I was scrolling through my "Friends List" on Facebook and noticed that most of the people I have on my friends list had little to no conversation with me in high school. I basically have over 400- something friends on Facebook and there is maybe only 5-10 people on there that I actually have a genuine friendship with.
What is my point?
Junior High and High school I remember I wanted everyone to like me and be my friend. I dreamed of being those popular girls who always had everyone around them and were known for who knows what. Now come to think of it, as I have matured a great deal I know that I rather not have that. I don't want tons of "friends" in my life, I want quality friendships.
I am in my third year of college and I have finally learned and came to understand that Friendships are more about quality over quantity. At this time in my life I am striving to make meaningful connections with people because that is essential. As soon as that became my goal the beginning of 2016 I observed that although I have had to let go of some people, I have also attained and sustained friendships that have made me the person I am today and have brought me to the place I am now.. A good place.
You ever heard that quote that says " many people touch our lives for different reasons, some come for awhile and others stay for a season".. well it is true.

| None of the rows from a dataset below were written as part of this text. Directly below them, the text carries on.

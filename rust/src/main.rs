//! Command-line front end. Every command reads a JSON recipe so the memorable
//! inputs never appear in shell history.

use std::env;
use std::process::ExitCode;

use serde_json::json;
use tracing_subscriber::{layer::SubscriberExt, util::SubscriberInitExt};

use recallpass::config::Recipe;
use recallpass::generator::{derive, derive_with_trace};
use recallpass::salt::derive_salt;
use recallpass::vectors::check_reference_vectors;

fn print_usage() -> ExitCode {
    eprintln!("Commands:\n  derive <recipe.json>\n  salt <recipe.json>\n  inspect <recipe.json>\n  check");
    ExitCode::FAILURE
}

fn load_recipe(path: &str) -> Option<Recipe> {
    match Recipe::load(path) {
        Ok(recipe) => Some(recipe),
        Err(err) => {
            eprintln!("recipe load failed: {err}");
            None
        }
    }
}

fn main() -> ExitCode {
    tracing_subscriber::registry()
        .with(tracing_subscriber::EnvFilter::new(
            env::var("RUST_LOG").unwrap_or_else(|_| "recallpass=info".into()),
        ))
        .with(
            tracing_subscriber::fmt::layer()
                .without_time()
                .with_writer(std::io::stderr),
        )
        .init();

    let args: Vec<String> = env::args().collect();
    if args.len() < 2 {
        return print_usage();
    }

    match args[1].as_str() {
        "derive" => {
            if args.len() != 3 {
                return print_usage();
            }
            let Some(recipe) = load_recipe(&args[2]) else {
                return ExitCode::FAILURE;
            };
            match derive(&recipe.input, &recipe.options) {
                Ok(password) => println!("{}", password.as_str()),
                Err(err) => {
                    eprintln!("derivation failed: {err}");
                    return ExitCode::FAILURE;
                }
            }
        }
        "salt" => {
            if args.len() != 3 {
                return print_usage();
            }
            let Some(recipe) = load_recipe(&args[2]) else {
                return ExitCode::FAILURE;
            };
            println!("{}", derive_salt(&recipe.input));
        }
        "inspect" => {
            if args.len() != 3 {
                return print_usage();
            }
            let Some(recipe) = load_recipe(&args[2]) else {
                return ExitCode::FAILURE;
            };
            match derive_with_trace(&recipe.input, &recipe.options) {
                Ok(trace) => {
                    let printable = json!({
                        "salt": trace.salt,
                        "mixResults": trace.mix_results,
                        "masterHashLength": trace.master_hash.len(),
                        "extraTransform": trace.extra_transform,
                        "password": trace.password.as_str(),
                    });
                    println!("{printable:#}");
                }
                Err(err) => {
                    eprintln!("derivation failed: {err}");
                    return ExitCode::FAILURE;
                }
            }
        }
        "check" => {
            if args.len() != 2 {
                return print_usage();
            }
            let outcomes = match check_reference_vectors() {
                Ok(outcomes) => outcomes,
                Err(err) => {
                    eprintln!("derivation failed: {err}");
                    return ExitCode::FAILURE;
                }
            };
            let mut failed = false;
            for outcome in &outcomes {
                println!("{:<18} {}", outcome.name, if outcome.passed { "ok" } else { "FAILED" });
                failed |= !outcome.passed;
            }
            if failed {
                return ExitCode::FAILURE;
            }
        }
        _ => return print_usage(),
    }

    ExitCode::SUCCESS
}
//! Self-check vectors. These outputs are already deployed, so any change to
//! the pipeline that alters one of them is a compatibility break.

use time::macros::date;
use time::Date;

use crate::generator::{derive, DeriveError, Options};
use crate::input::InputSet;

pub struct ReferenceVector {
    pub name: &'static str,
    pub strings: &'static [&'static str],
    pub numbers: &'static [i64],
    pub dates: &'static [Date],
    pub allow_special_chars: bool,
    pub length: usize,
    pub expected: &'static str,
}

impl ReferenceVector {
    pub fn parts(&self) -> (InputSet, Options) {
        let input = InputSet::new(
            self.strings.iter().map(|s| s.to_string()).collect(),
            self.numbers.to_vec(),
            self.dates.to_vec(),
        );
        (input, Options::new(self.allow_special_chars, self.length))
    }
}

pub const REFERENCE_VECTORS: &[ReferenceVector] = &[
    ReferenceVector {
        name: "empty-phrases",
        strings: &["", "", ""],
        numbers: &[],
        dates: &[],
        allow_special_chars: true,
        length: 16,
        expected: "3/3n[[^9Nd;t*;5#",
    },
    ReferenceVector {
        name: "blank-phrases",
        strings: &[" ", " ", " "],
        numbers: &[],
        dates: &[],
        allow_special_chars: true,
        length: 16,
        expected: "W%0tu_?3X[[s1i8%",
    },
    ReferenceVector {
        name: "repeated-phrases",
        strings: &["12", "12", "12"],
        numbers: &[],
        dates: &[],
        allow_special_chars: false,
        length: 58,
        expected: "Y668E8990y2I7116036C42T544pj9S692022ZqG2277WX7B1551z4AJ35e",
    },
    ReferenceVector {
        name: "phrases-only",
        strings: &["1", "2", "3"],
        numbers: &[],
        dates: &[],
        allow_special_chars: false,
        length: 58,
        expected: "212499Y67s041k69qK02291955Fx588Vlri2VcBu066ly4u5D31gO4770d",
    },
    ReferenceVector {
        name: "one-number",
        strings: &["1", "2", "3"],
        numbers: &[1],
        dates: &[],
        allow_special_chars: false,
        length: 58,
        expected: "Q080H9L3622hTv93FyL5517i66555j9T03668B8m466900Rg775x1o5531",
    },
    ReferenceVector {
        name: "two-numbers",
        strings: &["1", "2", "3"],
        numbers: &[1, 2],
        dates: &[],
        allow_special_chars: false,
        length: 58,
        expected: "K402E0M6r00vW332aE1c803pO0Sf5A6W0cI25849955977Lk4415f7992q",
    },
    ReferenceVector {
        name: "dated",
        strings: &["1", "2", "3"],
        numbers: &[],
        dates: &[date!(2025 - 02 - 28)],
        allow_special_chars: false,
        length: 58,
        expected: "K14488S6z33PE664AY7776ZiW0855c2jzzm28W4y000AH1T80007c9B375",
    },
    ReferenceVector {
        name: "dated-special",
        strings: &["1", "2", "3"],
        numbers: &[],
        dates: &[date!(2025 - 02 - 28)],
        allow_special_chars: true,
        length: 58,
        expected: "K}448!S6z~~PE66!AY7))6ZiW&855c:jzzm-{W4y->0AH}T[00&=c9B?7~",
    },
];

/// Outcome of checking one reference vector.
pub struct CheckOutcome {
    pub name: &'static str,
    pub passed: bool,
}

/// Derives every reference vector and compares it with its expected output.
pub fn check_reference_vectors() -> Result<Vec<CheckOutcome>, DeriveError> {
    REFERENCE_VECTORS
        .iter()
        .map(|vector| {
            let (input, options) = vector.parts();
            let password = derive(&input, &options)?;
            Ok(CheckOutcome {
                name: vector.name,
                passed: password.as_str() == vector.expected,
            })
        })
        .collect()
}
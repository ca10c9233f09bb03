//! The eight mixing algorithms. Each folds the input set and its salt through
//! a different hashing strategy and yields a short opaque string. The set is
//! closed and the run order is fixed by [`SCHEDULE`].

use base64::{engine::general_purpose::STANDARD, Engine};

use crate::crypto::digest::{
    hmac_sha512_hex, sha256_hex, sha384_digest, sha384_hex, sha512_hex, DigestError,
};
use crate::input::{DateText, InputSet};
use crate::salt::derive_salt;

/// Upper bound on the length of a single mix result.
pub const MIX_LEN: usize = 16;

/// Number of slots in the run schedule.
pub const MIX_SLOTS: usize = 9;

const HASH_ROUNDS: usize = 1000;
const CHUNK_COUNT: usize = 4;
const CHUNK_LEN: usize = 4;
const BLEND_LEN: usize = 12;
const BLEND_STEP: usize = 3;
const CHAIN_PREFIX: usize = 5;

/// Outputs of one full schedule run, in slot order.
pub type MixResults = [String; MIX_SLOTS];

#[derive(Debug, Clone, Copy, PartialEq, Eq, Hash)]
pub enum MixAlgorithm {
    /// HMAC-SHA512 over the canonical text keyed by the salt.
    KeyedHmac,
    /// SHA-256 applied a thousand times to its own hex output.
    IteratedHash,
    /// SHA-384 with each byte folded into its successor by XOR.
    XorDiffusion,
    /// Four hex slices taken from per-position salted digests.
    PositionalChunks,
    /// Interleaves three digests of the strings, numbers, and dates.
    TriSourceBlend,
    /// SHA-512 seeded with a 32-bit rolling checksum of the input.
    ChecksumSeeded,
    /// SHA-512 chained across the strings, numbers, and dates blocks.
    ChainedBlocks,
    /// SHA-256, SHA-384, SHA-512 layered over each other.
    LayeredDigest,
}

/// Run order consumed by the aggregator. The keyed HMAC runs twice.
pub const SCHEDULE: [MixAlgorithm; MIX_SLOTS] = [
    MixAlgorithm::KeyedHmac,
    MixAlgorithm::KeyedHmac,
    MixAlgorithm::IteratedHash,
    MixAlgorithm::XorDiffusion,
    MixAlgorithm::PositionalChunks,
    MixAlgorithm::TriSourceBlend,
    MixAlgorithm::ChecksumSeeded,
    MixAlgorithm::ChainedBlocks,
    MixAlgorithm::LayeredDigest,
];

impl MixAlgorithm {
    pub const ALL: [MixAlgorithm; 8] = [
        MixAlgorithm::KeyedHmac,
        MixAlgorithm::IteratedHash,
        MixAlgorithm::XorDiffusion,
        MixAlgorithm::PositionalChunks,
        MixAlgorithm::TriSourceBlend,
        MixAlgorithm::ChecksumSeeded,
        MixAlgorithm::ChainedBlocks,
        MixAlgorithm::LayeredDigest,
    ];

    pub fn name(self) -> &'static str {
        match self {
            MixAlgorithm::KeyedHmac => "keyed-hmac",
            MixAlgorithm::IteratedHash => "iterated-hash",
            MixAlgorithm::XorDiffusion => "xor-diffusion",
            MixAlgorithm::PositionalChunks => "positional-chunks",
            MixAlgorithm::TriSourceBlend => "tri-source-blend",
            MixAlgorithm::ChecksumSeeded => "checksum-seeded",
            MixAlgorithm::ChainedBlocks => "chained-blocks",
            MixAlgorithm::LayeredDigest => "layered-digest",
        }
    }

    /// Produces this algorithm's mix result for `input`.
    pub fn mix(self, input: &InputSet) -> Result<String, DigestError> {
        let result = match self {
            MixAlgorithm::KeyedHmac => keyed_hmac(input)?,
            MixAlgorithm::IteratedHash => iterated_hash(input),
            MixAlgorithm::XorDiffusion => xor_diffusion(input),
            MixAlgorithm::PositionalChunks => positional_chunks(input),
            MixAlgorithm::TriSourceBlend => tri_source_blend(input),
            MixAlgorithm::ChecksumSeeded => checksum_seeded(input),
            MixAlgorithm::ChainedBlocks => chained_blocks(input),
            MixAlgorithm::LayeredDigest => layered_digest(input),
        };
        tracing::trace!(algorithm = self.name(), len = result.len(), "mixed");
        Ok(result)
    }
}

/// Runs every slot of [`SCHEDULE`] and returns the results in slot order.
#[cfg(feature = "parallel")]
pub fn run_schedule(input: &InputSet) -> Result<MixResults, DigestError> {
    use rayon::prelude::*;

    let mut results = MixResults::default();
    results[..]
        .par_iter_mut()
        .zip(SCHEDULE[..].par_iter())
        .try_for_each(|(slot, algorithm)| {
            *slot = algorithm.mix(input)?;
            Ok::<(), DigestError>(())
        })?;
    Ok(results)
}

/// Runs every slot of [`SCHEDULE`] and returns the results in slot order.
#[cfg(not(feature = "parallel"))]
pub fn run_schedule(input: &InputSet) -> Result<MixResults, DigestError> {
    run_schedule_in_order(input)
}

/// Single-threaded schedule run. Compiled under every feature set so the
/// parallel run can be checked against it.
#[cfg_attr(feature = "parallel", allow(dead_code))]
fn run_schedule_in_order(input: &InputSet) -> Result<MixResults, DigestError> {
    let mut results = MixResults::default();
    for (slot, algorithm) in results.iter_mut().zip(SCHEDULE) {
        *slot = algorithm.mix(input)?;
    }
    Ok(results)
}

/// Keeps at most the first `len` characters. Inputs are always ASCII.
fn head(mut text: String, len: usize) -> String {
    text.truncate(len);
    text
}

fn keyed_hmac(input: &InputSet) -> Result<String, DigestError> {
    let salt = derive_salt(input);
    let tag = hmac_sha512_hex(salt.as_bytes(), input.canonical(DateText::Millis).as_bytes())?;
    Ok(head(tag, MIX_LEN))
}

fn iterated_hash(input: &InputSet) -> String {
    let mut combined = input.joined_strings();
    combined.push_str(&derive_salt(input));
    combined.push_str(&input.joined_numbers());
    combined.push_str(&input.joined_dates(DateText::Iso));

    for _ in 0..HASH_ROUNDS {
        combined = sha256_hex(combined.as_bytes());
    }
    head(combined, MIX_LEN)
}

fn xor_diffusion(input: &InputSet) -> String {
    let mut material = input.canonical(DateText::Millis);
    material.push_str(&derive_salt(input));

    let mut bytes = sha384_digest(material.as_bytes());
    for i in 0..bytes.len() - 1 {
        bytes[i] ^= bytes[i + 1];
    }
    head(STANDARD.encode(bytes), MIX_LEN)
}

fn positional_chunks(input: &InputSet) -> String {
    let canonical = input.canonical(DateText::Iso);
    let salt = derive_salt(input);

    let mut result = String::with_capacity(CHUNK_COUNT * CHUNK_LEN);
    for i in 0..CHUNK_COUNT {
        let hash = sha256_hex(format!("{canonical}{salt}{i}").as_bytes());
        let start = (i * CHUNK_LEN) % (hash.len() - CHUNK_LEN);
        result.push_str(&hash[start..start + CHUNK_LEN]);
    }
    head(result, MIX_LEN)
}

fn tri_source_blend(input: &InputSet) -> String {
    let salt = derive_salt(input);
    let sources = [
        sha256_hex(format!("{}{salt}", input.joined_strings()).as_bytes()),
        sha512_hex(format!("{}{salt}", input.joined_numbers()).as_bytes()),
        sha384_hex(format!("{}{salt}", input.joined_dates(DateText::Millis)).as_bytes()),
    ];

    let mut result = String::with_capacity(MIX_LEN);
    for i in (0..BLEND_LEN).step_by(BLEND_STEP) {
        for source in &sources {
            let bytes = source.as_bytes();
            result.push(char::from(bytes[i % bytes.len()]));
        }
    }
    while result.len() < MIX_LEN {
        result.push('0');
    }
    result
}

/// `hash * 31 + unit` over UTF-16 code units with 32-bit wraparound.
fn rolling_checksum(text: &str) -> i32 {
    text.encode_utf16().fold(0i32, |hash, unit| {
        hash.wrapping_mul(31).wrapping_add(i32::from(unit))
    })
}

fn checksum_seeded(input: &InputSet) -> String {
    let canonical = input.canonical(DateText::Millis);
    let checksum = rolling_checksum(&canonical);
    let salt = derive_salt(input);
    head(
        sha512_hex(format!("{checksum}{salt}{canonical}").as_bytes()),
        MIX_LEN,
    )
}

fn chained_blocks(input: &InputSet) -> String {
    let blocks = [
        input.joined_strings(),
        input.joined_numbers(),
        input.joined_dates(DateText::Millis),
    ];

    let mut previous = derive_salt(input);
    let mut result = String::with_capacity(blocks.len() * CHAIN_PREFIX);
    for block in &blocks {
        previous = sha512_hex(format!("{previous}{block}").as_bytes());
        result.push_str(&previous[..CHAIN_PREFIX]);
    }
    // Three blocks yield 15 characters; the shortfall is kept.
    head(result, MIX_LEN)
}

fn layered_digest(input: &InputSet) -> String {
    let salt = derive_salt(input);
    let layer1 = sha256_hex(format!("{}{salt}", input.joined_strings()).as_bytes());
    let layer2 = sha384_hex(format!("{}{salt}{layer1}", input.joined_numbers()).as_bytes());
    let layer3 = sha512_hex(
        format!("{}{salt}{layer2}", input.joined_dates(DateText::Millis)).as_bytes(),
    );
    head(format!("{layer1}{layer2}{layer3}"), MIX_LEN)
}
//! Digest primitives for the derivation pipeline. Every stage that hashes text
//! goes through these helpers so the byte encoding (UTF-8) and the hex
//! rendering (lowercase, two characters per byte) stay identical everywhere.

use hmac::{Hmac, Mac};
use sha2::{Digest, Sha256, Sha384, Sha512};
use thiserror::Error;

#[derive(Debug, Error)]
pub enum DigestError {
    #[error("hmac failed: {0}")]
    HmacFailed(String),
}

type HmacSha512 = Hmac<Sha512>;

/// Produces a raw SHA-256 digest of the provided bytes.
pub fn sha256_digest(data: &[u8]) -> [u8; 32] {
    let mut hasher = Sha256::new();
    hasher.update(data);
    hasher.finalize().into()
}

/// Produces a raw SHA-384 digest of the provided bytes.
pub fn sha384_digest(data: &[u8]) -> Vec<u8> {
    let mut hasher = Sha384::new();
    hasher.update(data);
    hasher.finalize().to_vec()
}

/// Produces a raw SHA-512 digest of the provided bytes.
pub fn sha512_digest(data: &[u8]) -> Vec<u8> {
    let mut hasher = Sha512::new();
    hasher.update(data);
    hasher.finalize().to_vec()
}

/// Returns the hexadecimal representation of a SHA-256 digest.
pub fn sha256_hex(data: &[u8]) -> String {
    hex::encode(sha256_digest(data))
}

/// Returns the hexadecimal representation of a SHA-384 digest.
pub fn sha384_hex(data: &[u8]) -> String {
    hex::encode(sha384_digest(data))
}

/// Returns the hexadecimal representation of a SHA-512 digest.
pub fn sha512_hex(data: &[u8]) -> String {
    hex::encode(sha512_digest(data))
}

/// Signs `data` with HMAC-SHA512 and returns the hex encoded tag.
pub fn hmac_sha512_hex(key: &[u8], data: &[u8]) -> Result<String, DigestError> {
    let mut mac = HmacSha512::new_from_slice(key)
        .map_err(|e| DigestError::HmacFailed(format!("{e}")))?;
    mac.update(data);
    Ok(hex::encode(mac.finalize().into_bytes()))
}

#[cfg(test)]
mod tests {
    use super::{hmac_sha512_hex, sha256_hex, sha384_digest, sha384_hex, sha512_hex};

    #[test]
    fn hashes_empty_input_to_hex() {
        assert_eq!(
            sha256_hex(b""),
            "e3b0c44298fc1c149afbf4c8996fb92427ae41e4649b934ca495991b7852b855"
        );
        assert_eq!(
            sha384_hex(b""),
            "38b060a751ac96384cd9327eb1b1e36a21fdb71114be07434c0cc7bf63f6e1da274edebfe76f65fbd51ad2f14898b95b"
        );
        assert_eq!(
            sha512_hex(b""),
            "cf83e1357eefb8bdf1542850d66d8007d620e4050b5715dc83f4a921d36ce9ce47d0d13c5d85f2b0ff8318d2877eec2f63b931bd47417a81a538327af927da3e"
        );
    }

    #[test]
    fn hex_is_lowercase_and_sized() {
        let hex = sha512_hex(b"squire");
        assert_eq!(hex.len(), 128);
        assert!(hex.chars().all(|c| matches!(c, '0'..='9' | 'a'..='f')));
        assert_eq!(sha384_digest(b"squire").len(), 48);
    }

    #[test]
    fn builds_hmac_sha512() {
        // RFC 4231 test case 2.
        let tag = hmac_sha512_hex(b"Jefe", b"what do ya want for nothing?")
            .expect("hmac should succeed");
        assert_eq!(
            tag,
            "164b7a7bfcf819e2e395fbe73b56e0a387bd64222e831fd610270cd7ea2505549758bf75c05a994a6d034f65f8f0e6fdcaeab1a34d4a6b4b636e070a38bce737"
        );
    }

    #[test]
    fn hmac_accepts_empty_key() {
        assert!(hmac_sha512_hex(b"", b"payload").is_ok());
    }
}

Last year I had to end a two year friendship, not because that person was a bad person but because the season of her being in my life was over. When difficult things like that happens it does not always makes sense. But, I have came to realize the empowerment that it gives to let go of people that do not feed into your mental, spiritual and psychological growth.
Letting go of that toxic friendship has opened my eyes to true friends that have brought and continue to bring meaning in my life and stability during my crazy years of college.